→ Your objective
Below are some records; state how many of their lines contain the word "target", and add nothing.

- Opening Delimiter -

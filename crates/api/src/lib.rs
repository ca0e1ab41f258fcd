// Copyright (C) 2026 Fred Clausen
// Use of this source code is governed by an MIT-style
// license that can be found in the LICENSE file or at
// https://opensource.org/licenses/MIT.

//! Transport-independent API for the Repatria case registry.
//!
//! Handlers take the persistence layer, an [`AuthenticatedActor`], and a
//! typed request. They authorize, normalize input, write through
//! persistence, record an audit entry, and return a typed response. The
//! HTTP server is a thin layer on top.

#![deny(
    clippy::pedantic,
    clippy::cargo,
    clippy::nursery,
    clippy::style,
    clippy::correctness,
    clippy::all,
    clippy::suspicious,
    clippy::complexity,
    clippy::perf,
    clippy::unwrap_used,
    clippy::expect_used
)]
#![allow(clippy::multiple_crate_versions)]

mod auth;
mod capabilities;
mod error;
mod export;
mod forms;
mod handlers;
mod request_response;
mod storage;

#[cfg(test)]
mod tests;

pub use auth::{AuthenticatedActor, AuthenticationService, AuthorizationService};
pub use capabilities::{compute_capabilities, compute_user_capabilities};
pub use error::{ApiError, AuthError, translate_domain_error, translate_persistence_error};
pub use export::{
    ExportFormat, ExportKind, FileDownload, REPATRIANT_CSV_HEADER, export_families, export_logs,
    export_repatriants, export_stamp, export_users,
};
pub use forms::{
    DOCUMENT_ENTRY, DOCX_CONTENT_TYPE, fill_placeholders, fill_template, form_values, xml_escape,
};
pub use handlers::{
    CUSTOM_HELP_TYPE, CaseNoteKind, add_to_queue, bootstrap_admin, check_repatriant_status,
    create_event_record, create_housing_department_record, create_housing_record,
    create_other_record, create_social_help_record, create_user, dashboard, delete_case_note,
    delete_housing_department_record, delete_repatriant, delete_user, edit_repatriant, export,
    generate_form, get_family, get_repatriant, housing_view, list_event_records,
    list_housing_department_records, list_housing_queue, list_housing_records, list_logs,
    list_other_records, list_social_help_records, list_users, login, logout, lookup_repatriants,
    register_repatriant, remove_from_queue, repatriant_history, report_family,
    report_repatriants, report_social, report_summary, report_user_activity, resolve_file,
    restore_case_note, restore_housing_department_record, search_repatriants, social_view,
    storage_stats, toggle_user, update_event_record, update_housing_department_record,
    update_housing_record, update_other_record, update_queue_entry, update_social_help_record,
    upload_file, upload_pdf_preview, whoami,
};
pub use request_response::{
    AddToQueueRequest, Capabilities, Capability, CreateUserRequest, CreateUserResponse,
    DashboardResponse, EditRepatriantRequest, EventRequest, ExportParams, FamilyComposition,
    FamilyReport, FamilyResponse, HousingDepartmentRequest, HousingDocumentRequest,
    HousingRecordRequest, HousingViewResponse, LargeFamily, LoginRequest, LoginResponse,
    LogsParams, LogsResponse, LookupParams, MessageResponse, OtherRecordRequest,
    QueueEntryResponse, RecordResponse, RegisterRepatriantRequest, RegisterRepatriantResponse,
    RepatriantDetailResponse, RepatriantForm, RepatriantHistoryResponse, RepatriantsReport,
    SearchParams, SearchResponse, SocialHelpRequest, SocialReport, SocialViewResponse,
    StatusResponse, StorageStatsResponse, SummaryReport, ToggleUserResponse, UpdateQueueRequest,
    UploadResponse, UserActivityReport, UserInfo, WhoAmIResponse,
};
pub use storage::{
    ALLOWED_EXTENSIONS, DISK_CATEGORIES, DiskStats, FileStorage, Fs2Probe, SpaceProbe,
    StorageDisk, StorageError, TEMP_FOLDER, is_allowed_file,
};
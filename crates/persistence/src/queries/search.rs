// Copyright (C) 2026 Fred Clausen
// Use of this source code is governed by an MIT-style
// license that can be found in the LICENSE file or at
// https://opensource.org/licenses/MIT.

//! Repatriant search.
//!
//! Every non-empty criterion becomes one boxed boolean condition over the
//! `repatriants` table and the conditions are joined with `AND`. Criteria
//! that depend on other tables (minor children, housing department records)
//! become `IN` subqueries evaluated by `SQLite`.
//!
//! The count and page queries each need their own condition tree because
//! boxed expressions are consumed by `filter`, so the tree is built twice.

use diesel::SqliteConnection;
use diesel::dsl::count_star;
use diesel::prelude::*;
use diesel::sql_types::Bool;
use diesel::sqlite::Sqlite;
use repatria_domain::{
    AddressPart, DateRange, HousingCriteria, NAME_FIELDS, Role, SEARCH_PAGE_SIZE,
    SearchCriteria, SearchMode, TextField, format_date, page_count, to_upper,
};
use tracing::debug;

use crate::data_models::{RepatriantData, SearchPage};
use crate::diesel_schema::{children, housing_department_records, repatriants};
use crate::error::PersistenceError;
use crate::sql_functions::{is_minor_birth_year, split_part, word_match};

type Condition = Box<dyn BoxableExpression<repatriants::table, Sqlite, SqlType = Bool>>;

/// Runs a search and returns one page of results.
///
/// Pages are 1-based; page 0 is treated as page 1 and a page past the end is
/// empty. `current_year` anchors the minor-children age window.
///
/// # Errors
///
/// Returns an error if a database query fails.
pub fn search_repatriants(
    conn: &mut SqliteConnection,
    mode: &SearchMode,
    role: Role,
    page: i64,
    current_year: i32,
) -> Result<SearchPage, PersistenceError> {
    let mut count_query = repatriants::table.into_boxed();
    if let Some(condition) = build_condition(mode, current_year) {
        count_query = count_query.filter(condition);
    }
    let total: i64 = count_query.count().get_result(conn)?;

    let page: i64 = page.max(1);
    let mut page_query = repatriants::table
        .select(RepatriantData::as_select())
        .into_boxed();
    if let Some(condition) = build_condition(mode, current_year) {
        page_query = page_query.filter(condition);
    }

    page_query = if role.orders_by_status_first() {
        page_query.order((
            repatriants::status_granted_on.is_null().asc(),
            repatriants::repatriant_id.desc(),
        ))
    } else {
        page_query.order(repatriants::repatriant_id.desc())
    };

    let rows: Vec<RepatriantData> = page_query
        .limit(SEARCH_PAGE_SIZE)
        .offset((page - 1).saturating_mul(SEARCH_PAGE_SIZE))
        .load(conn)?;

    debug!(total, page, returned = rows.len(), "Search completed");

    Ok(SearchPage {
        rows,
        page,
        total,
        pages: page_count(total, SEARCH_PAGE_SIZE),
    })
}

/// Repatriants whose number of minor children equals `target`.
///
/// Only repatriants with at least one qualifying child row are grouped, so
/// a target of zero matches nobody.
fn minor_count_condition(target: u32, current_year: i32) -> Condition {
    let minors = children::table
        .filter(is_minor_birth_year(children::birth_year, current_year))
        .group_by(children::repatriant_id)
        .having(count_star().eq(i64::from(target)))
        .select(children::repatriant_id);

    Box::new(repatriants::repatriant_id.eq_any(minors))
}

/// Repatriants with at least one non-deleted housing department record
/// matching every housing criterion.
fn housing_condition(criteria: &HousingCriteria) -> Condition {
    let mut statement = housing_department_records::table
        .filter(housing_department_records::is_deleted.eq(false))
        .select(housing_department_records::repatriant_id)
        .into_boxed();

    if let Some(category) = &criteria.category {
        statement = statement.filter(word_match(
            housing_department_records::category,
            category.trim().to_string(),
        ));
    }
    if let Some(protocol_number) = &criteria.protocol_number {
        statement = statement.filter(word_match(
            housing_department_records::protocol_number,
            protocol_number.trim().to_string(),
        ));
    }
    if let Some(notes) = &criteria.notes {
        statement = statement.filter(word_match(
            housing_department_records::notes,
            notes.trim().to_string(),
        ));
    }
    if let Some(received_housing) = criteria.received_housing {
        statement =
            statement.filter(housing_department_records::received_housing.eq(received_housing));
    }
    if let Some(has_warrant) = criteria.has_warrant {
        statement = statement.filter(housing_department_records::has_warrant.eq(has_warrant));
    }
    if let Some(status) = &criteria.housing_status {
        statement =
            statement.filter(housing_department_records::housing_acquisition.eq(to_upper(status)));
    }
    for (part, needle) in &criteria.address {
        statement = statement.filter(word_match(
            split_part(
                housing_department_records::address,
                AddressPart::SEPARATOR,
                part.index(),
            ),
            needle.trim().to_string(),
        ));
    }
    if let Some(repair_amount) = criteria.repair_amount {
        statement = statement.filter(housing_department_records::repair_amount.eq(repair_amount));
    }
    if let Some(from) = criteria.created.from {
        statement = statement.filter(housing_department_records::created_at.ge(format_date(from)));
    }
    if let Some(until) = criteria.created.to.and_then(time::Date::next_day) {
        statement = statement.filter(housing_department_records::created_at.lt(format_date(until)));
    }

    Box::new(repatriants::repatriant_id.eq_any(statement))
}

fn build_condition(mode: &SearchMode, current_year: i32) -> Option<Condition> {
    match mode {
        SearchMode::All => None,
        SearchMode::Quick(words) => conjunction(words.iter().filter_map(|word| {
            NAME_FIELDS
                .iter()
                .map(|field| word_condition(*field, word))
                .reduce(|a, b| -> Condition { Box::new(a.or(b)) })
        })),
        SearchMode::Advanced(criteria) => {
            conjunction(advanced_conditions(criteria, current_year))
        }
    }
}

fn advanced_conditions(criteria: &SearchCriteria, current_year: i32) -> Vec<Condition> {
    let mut conditions: Vec<Condition> = criteria
        .text
        .iter()
        .map(|(field, needle)| word_condition(*field, needle))
        .collect();

    if let Some(file_code) = &criteria.file_code {
        conditions.push(Box::new(
            repatriants::file_code
                .eq(to_upper(file_code.trim()))
                .assume_not_null(),
        ));
    }
    if let Some(sex) = &criteria.sex {
        conditions.push(Box::new(
            repatriants::sex.eq(to_upper(sex.trim())).assume_not_null(),
        ));
    }
    if let Some(family_status) = &criteria.family_status {
        conditions.push(Box::new(
            repatriants::family_status
                .eq(to_upper(family_status.trim()))
                .assume_not_null(),
        ));
    }

    push_birth_date_range(&mut conditions, criteria.birth_date);
    push_status_date_range(&mut conditions, criteria.status_date);

    if let Some(target) = criteria.children_count {
        conditions.push(minor_count_condition(target, current_year));
    }
    if !criteria.housing.is_empty() {
        conditions.push(housing_condition(&criteria.housing));
    }

    conditions
}

fn push_birth_date_range(conditions: &mut Vec<Condition>, range: DateRange) {
    if let Some(from) = range.from {
        conditions.push(Box::new(
            repatriants::birth_date.ge(format_date(from)).assume_not_null(),
        ));
    }
    if let Some(to) = range.to {
        conditions.push(Box::new(
            repatriants::birth_date.le(format_date(to)).assume_not_null(),
        ));
    }
}

fn push_status_date_range(conditions: &mut Vec<Condition>, range: DateRange) {
    if let Some(from) = range.from {
        conditions.push(Box::new(
            repatriants::status_granted_on
                .ge(format_date(from))
                .assume_not_null(),
        ));
    }
    if let Some(to) = range.to {
        conditions.push(Box::new(
            repatriants::status_granted_on
                .le(format_date(to))
                .assume_not_null(),
        ));
    }
}

fn conjunction<I>(conditions: I) -> Option<Condition>
where
    I: IntoIterator<Item = Condition>,
{
    conditions
        .into_iter()
        .reduce(|a, b| -> Condition { Box::new(a.and(b)) })
}

fn word_condition(field: TextField, needle: &str) -> Condition {
    let needle: String = needle.trim().to_string();
    match field {
        TextField::Surname => Box::new(word_match(repatriants::surname, needle)),
        TextField::GivenName => Box::new(word_match(repatriants::given_name, needle)),
        TextField::Patronymic => Box::new(word_match(repatriants::patronymic, needle)),
        TextField::BirthSurname => Box::new(word_match(repatriants::birth_surname, needle)),
        TextField::CountryOfResidence => {
            Box::new(word_match(repatriants::country_of_residence, needle))
        }
        TextField::ArrivedFrom => Box::new(word_match(repatriants::arrived_from, needle)),
        TextField::Nationality => Box::new(word_match(repatriants::nationality, needle)),
        TextField::IdentityDocument => {
            Box::new(word_match(repatriants::identity_document, needle))
        }
        TextField::IdentityDocumentNumber => {
            Box::new(word_match(repatriants::identity_document_number, needle))
        }
        TextField::Phone => Box::new(word_match(repatriants::phone, needle)),
        TextField::Email => Box::new(word_match(repatriants::email, needle)),
        TextField::Address => Box::new(word_match(repatriants::address, needle)),
        TextField::Birthplace => Box::new(word_match(repatriants::birthplace, needle)),
        TextField::AdditionalInfo => Box::new(word_match(repatriants::additional_info, needle)),
    }
}
// Copyright (C) 2026 Fred Clausen
// Use of this source code is governed by an MIT-style
// license that can be found in the LICENSE file or at
// https://opensource.org/licenses/MIT.

//! Repatriant and dependent queries.

use diesel::SqliteConnection;
use diesel::prelude::*;
use tracing::debug;

use crate::data_models::{
    ChildData, Family, FamilyMemberData, RepatriantData, RepatriantSummary, join_name,
};
use crate::diesel_schema::{children, family_members, repatriants};
use crate::error::PersistenceError;
use crate::sql_functions::ifnull;

/// Maximum rows returned by [`lookup_repatriants`].
pub const LOOKUP_LIMIT: i64 = 20;

/// `(id, file_code, surname, given_name, patronymic)`
type SummaryRow = (
    i64,
    Option<String>,
    Option<String>,
    Option<String>,
    Option<String>,
);

/// `(id, surname, given_name, patronymic)`
type NameRow = (i64, Option<String>, Option<String>, Option<String>);

/// Retrieves a repatriant by ID.
///
/// # Errors
///
/// Returns an error if the database query fails.
/// Returns `Ok(None)` if the repatriant is not found.
pub fn get_repatriant(
    conn: &mut SqliteConnection,
    repatriant_id: i64,
) -> Result<Option<RepatriantData>, PersistenceError> {
    debug!(repatriant_id, "Looking up repatriant");

    let result: Result<RepatriantData, diesel::result::Error> = repatriants::table
        .filter(repatriants::repatriant_id.eq(repatriant_id))
        .select(RepatriantData::as_select())
        .first(conn);

    match result {
        Ok(row) => Ok(Some(row)),
        Err(diesel::result::Error::NotFound) => Ok(None),
        Err(e) => Err(PersistenceError::from(e)),
    }
}

/// Whether a repatriant with the ID exists.
///
/// # Errors
///
/// Returns an error if the database query fails.
pub fn repatriant_exists(
    conn: &mut SqliteConnection,
    repatriant_id: i64,
) -> Result<bool, PersistenceError> {
    let count: i64 = repatriants::table
        .filter(repatriants::repatriant_id.eq(repatriant_id))
        .count()
        .get_result(conn)?;
    Ok(count > 0)
}

/// The ID the next registered repatriant receives: one past the current
/// maximum, or 1 for an empty registry.
///
/// # Errors
///
/// Returns an error if the database query fails.
pub fn next_repatriant_id(conn: &mut SqliteConnection) -> Result<i64, PersistenceError> {
    let max_id: Option<i64> = repatriants::table
        .select(diesel::dsl::max(repatriants::repatriant_id))
        .first(conn)?;
    Ok(max_id.unwrap_or(0) + 1)
}

/// Loads the children and adult family members of a repatriant.
///
/// # Errors
///
/// Returns an error if the database query fails.
pub fn get_family(
    conn: &mut SqliteConnection,
    repatriant_id: i64,
) -> Result<Family, PersistenceError> {
    let children: Vec<ChildData> = children::table
        .filter(children::repatriant_id.eq(repatriant_id))
        .order(children::child_id.asc())
        .select(ChildData::as_select())
        .load(conn)?;

    let family_members: Vec<FamilyMemberData> = family_members::table
        .filter(family_members::repatriant_id.eq(repatriant_id))
        .order(family_members::member_id.asc())
        .select(FamilyMemberData::as_select())
        .load(conn)?;

    debug!(
        repatriant_id,
        children = children.len(),
        family_members = family_members.len(),
        "Loaded family"
    );

    Ok(Family {
        children,
        family_members,
    })
}

/// Counts all repatriants.
///
/// # Errors
///
/// Returns an error if the database query fails.
pub fn count_repatriants(conn: &mut SqliteConnection) -> Result<i64, PersistenceError> {
    Ok(repatriants::table.count().get_result(conn)?)
}

/// Counts repatriants registered on the given `YYYY-MM-DD` date.
///
/// # Errors
///
/// Returns an error if the database query fails.
pub fn count_registered_on(
    conn: &mut SqliteConnection,
    date: &str,
) -> Result<i64, PersistenceError> {
    Ok(repatriants::table
        .filter(repatriants::registered_on.eq(date))
        .count()
        .get_result(conn)?)
}

/// Picker lookup: the query, uppercased, must occur as one phrase in
/// `surname given_name patronymic` or in the file code.
///
/// # Errors
///
/// Returns an error if the database query fails.
pub fn lookup_repatriants(
    conn: &mut SqliteConnection,
    query: &str,
) -> Result<Vec<RepatriantSummary>, PersistenceError> {
    let pattern: String = format!("%{}%", escape_like(&query.trim().to_uppercase()));

    let full_name = ifnull(repatriants::surname, "")
        .concat(" ")
        .concat(ifnull(repatriants::given_name, ""))
        .concat(" ")
        .concat(ifnull(repatriants::patronymic, ""));

    let statement = repatriants::table
        .select((
            repatriants::repatriant_id,
            repatriants::file_code,
            repatriants::surname,
            repatriants::given_name,
            repatriants::patronymic,
        ))
        .filter(
            repatriants::file_code
                .like(pattern.clone())
                .escape('\\')
                .or(full_name.like(pattern).escape('\\').nullable()),
        );

    let rows: Vec<SummaryRow> = statement
        .order(repatriants::repatriant_id.desc())
        .limit(LOOKUP_LIMIT)
        .load(conn)?;

    Ok(rows
        .into_iter()
        .map(
            |(repatriant_id, file_code, surname, given_name, patronymic)| RepatriantSummary {
                repatriant_id,
                file_code,
                full_name: join_name(&[
                    surname.as_deref(),
                    given_name.as_deref(),
                    patronymic.as_deref(),
                ]),
            },
        )
        .collect())
}

/// Escapes the `LIKE` wildcards of a literal.
fn escape_like(value: &str) -> String {
    let mut escaped: String = String::with_capacity(value.len());
    for c in value.chars() {
        if matches!(c, '%' | '_' | '\\') {
            escaped.push('\\');
        }
        escaped.push(c);
    }
    escaped
}

/// Names of the given repatriants keyed by ID, for views that only hold IDs.
///
/// # Errors
///
/// Returns an error if the database query fails.
pub fn full_names(
    conn: &mut SqliteConnection,
    ids: &[i64],
) -> Result<std::collections::HashMap<i64, String>, PersistenceError> {
    let rows: Vec<NameRow> = repatriants::table
        .filter(repatriants::repatriant_id.eq_any(ids))
        .select((
            repatriants::repatriant_id,
            repatriants::surname,
            repatriants::given_name,
            repatriants::patronymic,
        ))
        .load(conn)?;

    Ok(rows
        .into_iter()
        .map(|(id, surname, given_name, patronymic)| {
            (
                id,
                join_name(&[
                    surname.as_deref(),
                    given_name.as_deref(),
                    patronymic.as_deref(),
                ]),
            )
        })
        .collect())
}

/// Every repatriant, newest first. Used by the exports.
///
/// # Errors
///
/// Returns an error if the database query fails.
pub fn list_all_repatriants(
    conn: &mut SqliteConnection,
) -> Result<Vec<RepatriantData>, PersistenceError> {
    Ok(repatriants::table
        .order(repatriants::repatriant_id.desc())
        .select(RepatriantData::as_select())
        .load(conn)?)
}

/// Every child row of the registry.
///
/// # Errors
///
/// Returns an error if the database query fails.
pub fn list_all_children(conn: &mut SqliteConnection) -> Result<Vec<ChildData>, PersistenceError> {
    Ok(children::table
        .order((children::repatriant_id.asc(), children::child_id.asc()))
        .select(ChildData::as_select())
        .load(conn)?)
}

/// Every adult family member row of the registry.
///
/// # Errors
///
/// Returns an error if the database query fails.
pub fn list_all_family_members(
    conn: &mut SqliteConnection,
) -> Result<Vec<FamilyMemberData>, PersistenceError> {
    Ok(family_members::table
        .order((
            family_members::repatriant_id.asc(),
            family_members::member_id.asc(),
        ))
        .select(FamilyMemberData::as_select())
        .load(conn)?)
}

- Closing Delimiter -

→ Answer below
6